Anasimyia transfuga is a Palearctic species of hoverfly.

==Description==
External images
For terms see Morphology of Diptera

The wing length 6-8·25 mm. Dark ground colour with steeply inclined hooked markings (the inner limb is strongly oblique). Very similar to A. contracta, but transfuga has the lateral margins of tergite 2 less concave than in contracta.
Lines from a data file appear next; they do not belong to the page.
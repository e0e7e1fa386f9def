//! Shell lifecycle: dependency wiring, the cache-sync task and teardown.

use std::sync::{Arc, RwLock};
use std::time::Duration;

use tokio::task::JoinHandle;

use crate::config::ShellConfig;
use crate::models::{FederatedProvider, Session};
use crate::services::acquirer::{AcquirerSettings, CredentialAcquirer};
use crate::services::flow::AuthFlow;
use crate::services::providers::{IdentityProvider, SimulatedIdentityProvider};
use crate::services::registry::{InMemoryRoleRegistry, RoleRegistry};
use crate::services::resolver::RoleResolver;
use crate::services::store::{FileSessionStore, SessionEvents, SessionStore, StoreChange};

/// In-memory copy of the persisted session, refreshed whenever any shell
/// instance sharing the storage area writes it.
///
/// Render code reads this synchronously; only the sync task and explicit
/// `refresh` calls touch the store.
#[derive(Clone)]
pub struct SessionCache {
    store: Arc<dyn SessionStore>,
    current: Arc<RwLock<Option<Session>>>,
}

impl SessionCache {
    pub fn new(store: Arc<dyn SessionStore>) -> Self {
        Self {
            store,
            current: Arc::new(RwLock::new(None)),
        }
    }

    /// Latest locally known session. May briefly trail a write made by
    /// another instance until the change event lands.
    pub fn current(&self) -> Option<Session> {
        self.current.read().ok().and_then(|slot| slot.clone())
    }

    /// Re-read the store and replace the cached copy.
    pub async fn refresh(&self) -> Option<Session> {
        let session = self.store.load().await;
        if let Ok(mut slot) = self.current.write() {
            *slot = session.clone();
        }
        session
    }
}

/// The wired identity subsystem. Built once at application start; the
/// embedding UI keeps it for its whole lifetime and calls
/// [`Shell::shutdown`] on exit.
pub struct Shell {
    pub config: ShellConfig,
    pub store: Arc<dyn SessionStore>,
    pub registry: Arc<dyn RoleRegistry>,
    pub flow: Arc<AuthFlow>,
    pub cache: SessionCache,
    sync_task: Option<JoinHandle<()>>,
}

impl Shell {
    /// Wire the default stack: file-backed session store, in-memory role
    /// registry and simulated federated providers. Must run inside a
    /// tokio runtime; the cache-sync task is spawned here.
    pub fn init(config: ShellConfig) -> Self {
        tracing::info!(service = %config.service_name, version = %config.service_version, "Initializing identity shell");

        let store: Arc<dyn SessionStore> = Arc::new(FileSessionStore::new(config.session_path()));
        tracing::info!(path = %config.session_path().display(), "Session store ready");

        let registry: Arc<dyn RoleRegistry> = Arc::new(InMemoryRoleRegistry::new());

        let provider_latency = Duration::from_millis(config.auth.provider_latency_ms);
        let jitter = Duration::from_millis(config.auth.latency_jitter_ms);
        let providers: Vec<Arc<dyn IdentityProvider>> = FederatedProvider::ALL
            .into_iter()
            .map(|kind| {
                let provider =
                    SimulatedIdentityProvider::new(kind).with_latency(provider_latency, jitter);
                Arc::new(provider) as Arc<dyn IdentityProvider>
            })
            .collect();

        let acquirer = Arc::new(CredentialAcquirer::new(
            providers,
            AcquirerSettings {
                verify_latency: Duration::from_millis(config.auth.verify_latency_ms),
                latency_jitter: jitter,
            },
        ));

        let resolver = RoleResolver::new(store.clone(), registry.clone());
        let flow = Arc::new(AuthFlow::new(acquirer, resolver, store.clone()));

        let cache = SessionCache::new(store.clone());
        let sync_task = spawn_cache_sync(cache.clone(), store.subscribe());
        tracing::info!("Identity shell ready");

        Self {
            config,
            store,
            registry,
            flow,
            cache,
            sync_task: Some(sync_task),
        }
    }

    /// Stop the cache-sync task. Subscriptions held elsewhere keep
    /// working; only this shell's background work ends.
    pub async fn shutdown(mut self) {
        if let Some(task) = self.sync_task.take() {
            task.abort();
            let _ = task.await;
        }
        tracing::info!("Identity shell shut down");
    }
}

fn spawn_cache_sync(cache: SessionCache, mut events: SessionEvents) -> JoinHandle<()> {
    tokio::spawn(async move {
        loop {
            match events.changed().await {
                StoreChange::Changed(event) => {
                    tracing::trace!(generation = event.generation, "Refreshing session cache");
                    cache.refresh().await;
                }
                StoreChange::Lagged(missed) => {
                    tracing::debug!(missed, "Session events lagged; re-reading store");
                    cache.refresh().await;
                }
                StoreChange::Closed => break,
            }
        }
    })
}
There are also differences in the grey dusting of the sternites (sternites 2 and 3 are completely grey dusted in the male of transfuga).

Keys and accounts
- Coe R.L. (1953) Syrphidae
- Van Veen, M. (2004) Hoverflies of Northwest Europe
- Van der Goot, V.S. (1981) De zweefvliegen van Noordwest - Europa en Europees Rusland, in het bijzonder van de Benelux
- Bei-Bienko, G.Y. & Steyskal, G.C. (1988) Keys to USSR insects. Diptera

==Habits==
A wetland species found on tall emergent pond side vegetation, margins of mesotrophic pools and lakes with Scirpus or Sparganium. Flowers visited include Caltha palustris, Ranunculus repens, white umbellifers, Sonchus arvensis, Sorbus aucuparia and Taraxacum. Flies early May to July. The larva is aquatic and microphagous in rotting plant debris. Flies April to October.

==Distribution==
A Palearctic species with a wide distribution in Europe East to Siberia.